Elena se hallaba en la terraza que daba al jardín posterior de la casa acurrucada en un banco de piedra. Sobre el regazo sujetaba precariamente el cuaderno de dibujo mientras movía la mano en largos y perezosos trazos, bosquejando a carboncillo los pájaros que se congregaban en torno a la fuente para aves.

Debido a la ausencia de su ruidosa familia, los únicos sonidos que se oían eran los de la brisa susurrando entre las hojas amarillentas de los árboles y el gorjeo de los pájaros revoloteando por el jardín. El silencio le venía bien para poder pensar, aunque estaba atenta a cualquier sonido que indicase que William, el lacayo, hubiera vuelto de hacer el recado que le había encargado.
Teniendo en cuenta lo costoso que era el collar de zafiros, le había pedido al lacayo que se lo entregara personalmente a Dodsley, el mayordomo de lord Rotherstone.

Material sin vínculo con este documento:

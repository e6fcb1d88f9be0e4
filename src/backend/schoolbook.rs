// -*- mode: rust; -*-
//
// This file is part of f25519.
// Copyright (c) 2025 The f25519 Developers
// See LICENSE for licensing information.

//! The 8-bit-limb schoolbook multiplier, scalar-multiply, Fermat
//! inverse, and Tonelli-shortcut square root.
//!
//! Ported from `f25519_mul__distinct`, `f25519_mul_c`,
//! `f25519_inv__distinct`, `exp2523`, and `f25519_sqrt` in
//! `examples/original_source/src/f25519.c`. These are the one place in
//! the crate where "distinct" (non-aliasing) helpers are kept: the
//! Fermat and `exp2523` addition chains alternate between two buffers
//! by construction and never alias, so there is nothing for a public,
//! aliasing-safe wrapper to do beyond what [`crate::FieldElement::mul`]
//! and [`crate::FieldElement::invert`] already provide.

/// `mul_distinct(r, a, b)`: interleaves the 256x256-bit schoolbook
/// product with the reduction `2^256 = 38 (mod p)` so only 32 output
/// bytes are ever materialized. Tolerates unreduced (`< 2^256`)
/// operands.
pub(crate) fn mul_distinct(a: &[u8; 32], b: &[u8; 32]) -> [u8; 32] {
    let mut r = [0u8; 32];
    let mut c: u32 = 0;

    for i in 0..32 {
        c >>= 8;
        for j in 0..=i {
            c = c.wrapping_add((a[j] as u32).wrapping_mul(b[i - j] as u32));
        }
        for j in (i + 1)..32 {
            c = c.wrapping_add(
                (a[j] as u32)
                    .wrapping_mul(b[i + 32 - j] as u32)
                    .wrapping_mul(38),
            );
        }
        r[i] = c as u8;
    }

    r[31] &= 127;
    c = (c >> 7).wrapping_mul(19);
    for byte in r.iter_mut() {
        c = c.wrapping_add(*byte as u32);
        *byte = c as u8;
        c >>= 8;
    }
    r
}

/// `mul_c(r, a, c)`: product of a field element with a small scalar
/// `c`. Documented usage regime is `c <= 2^24`; above that the 32-bit
/// carry accumulator can overflow.
pub(crate) fn mul_c(a: &[u8; 32], scalar: u32) -> [u8; 32] {
    let mut r = [0u8; 32];
    let mut c: u32 = 0;

    for i in 0..32 {
        c >>= 8;
        c = c.wrapping_add(scalar.wrapping_mul(a[i] as u32));
        r[i] = c as u8;
    }

    r[31] &= 127;
    c >>= 7;
    c = c.wrapping_mul(19);
    for byte in r.iter_mut() {
        c = c.wrapping_add(*byte as u32);
        *byte = c as u8;
        c >>= 8;
    }
    r
}

/// `inv_distinct(r, x)`: `x^(p-2) mod p` via Fermat's little theorem.
/// The exponent `p - 2 = 2^255 - 21` has binary pattern
/// `1^250 0 1 0 1 1`; the loop below realizes exactly that pattern,
/// alternating accumulators so no buffer ever needs to alias another.
/// Returns zero when `x` is zero (the chain has no division to fail).
pub(crate) fn inv_distinct(x: &[u8; 32]) -> [u8; 32] {
    // 1 1
    let mut s = mul_distinct(x, x);
    let mut r = mul_distinct(&s, x);

    // 1 x 248
    for _ in 0..248 {
        s = mul_distinct(&r, &r);
        r = mul_distinct(&s, x);
    }

    // 0
    s = mul_distinct(&r, &r);

    // 1
    r = mul_distinct(&s, &s);
    s = mul_distinct(&r, x);

    // 0
    r = mul_distinct(&s, &s);

    // 1
    s = mul_distinct(&r, &r);
    r = mul_distinct(&s, x);

    // 1
    s = mul_distinct(&r, &r);
    r = mul_distinct(&s, x);

    r
}

/// Raises `x` to the power `(p-5)/8 = 2^252 - 3`, a 252-bit exponent
/// with binary expansion `1^249 0 1`. Shared addition-chain shape with
/// [`inv_distinct`], just a shorter run and a different tail.
fn exp2523(x: &[u8; 32]) -> [u8; 32] {
    // 1 1
    let mut r = mul_distinct(x, x);
    let mut s = mul_distinct(&r, x);

    // 1 x 248
    for _ in 0..248 {
        r = mul_distinct(&s, &s);
        s = mul_distinct(&r, x);
    }

    // 0
    r = mul_distinct(&s, &s);

    // 1
    s = mul_distinct(&r, &r);
    r = mul_distinct(&s, x);

    r
}

/// `sqrt(r, a)`: Tonelli shortcut valid because `p = 5 (mod 8)`.
/// Returns a value whose square is `a` when `a` is a quadratic
/// residue, and whose square is `-a` otherwise; see spec.md §4.7 and
/// §7 for the caller-side verification this leaves undone.
pub(crate) fn sqrt(a: &[u8; 32]) -> [u8; 32] {
    // x = 2a
    let x = mul_c(a, 2);

    // v = x^((p-5)/8)
    let v = exp2523(&x);

    // i = 2a * v^2 - 1
    let v_sq = mul_distinct(&v, &v);
    let mut i = mul_distinct(&x, &v_sq);
    let one = {
        let mut bytes = [0u8; 32];
        bytes[0] = 1;
        bytes
    };
    i = crate::field::sub_bytes(&i, &one);

    // r = a * v * i
    let av = mul_distinct(&v, a);
    mul_distinct(&av, &i)
}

El gran enigma era cómo iba a reaccionar el Marqués Perverso a su rechazo. Aunque, si tenía que ser franca, después de la desagraciadle despedida del día anterior, lo más probable era que se sintiese aliviado, pensó Elena.
No le resultaría complicado encontrar a otra mujer a la que no le importase que él se encerrara tras muros de silencio. Pero ella no deseaba pasarse el resto de la vida tratando de descifrar el significado oculto de las palabras o bregando con los tormentosos e inescrutables arranques de mal humor del marqués.

Y sin embargo no dejaba de ser curioso que tuviera la sensación de haberlo abandonado al enviar la nota junto con el collar de zafiros. Ese hombre no conocía a nadie en la ciudad, insistía en recordarle su corazón como un suave susurro en el viento. La gente no le comprendía. Las cosas que decían acerca de él eran casi tan injustas como las mentiras que Stefan contaba sobre ella.
Rotherstone era un hombre imprevisible, por lo que no caería en la simpleza de predecir cuál podría ser su respuesta, en caso de que se molestase en responderle. Y ese era el motivo por el cual aún no le había dicho a su padre que había rechazado la proposición del marqués.

Le parecía prudente cerciorarse de que entre ellos todo hubiera terminado definitivamente previo a comunicar la noticia. Al fin y al cabo, si hablaba demasiado pronto, antes de que la ruptura fuera definitiva, su padre y su aspirante a prometido podrían unir fuerzas en contra de ella una vez más y obligarla a aceptar el matrimonio.

Justo en aquel instante, en medio de la quietud, escuchó el sonido amortiguado de unos cascos de caballo aproximándose desde la parte delantera de la casa y entrando en el patio.
«William.»

El corazón comenzó a martillear su pecho de inmediato. Dejó el cuaderno de dibujo y el lápiz de carboncillo a un lado y se puso en pie de un salto. Luego se recogió las faldas del vestido de paseo verde oscuro y se apresuró a entrar en la casa, atravesándola para enterarse de las nuevas que le traía el lacayo de parte de lord Rotherstone.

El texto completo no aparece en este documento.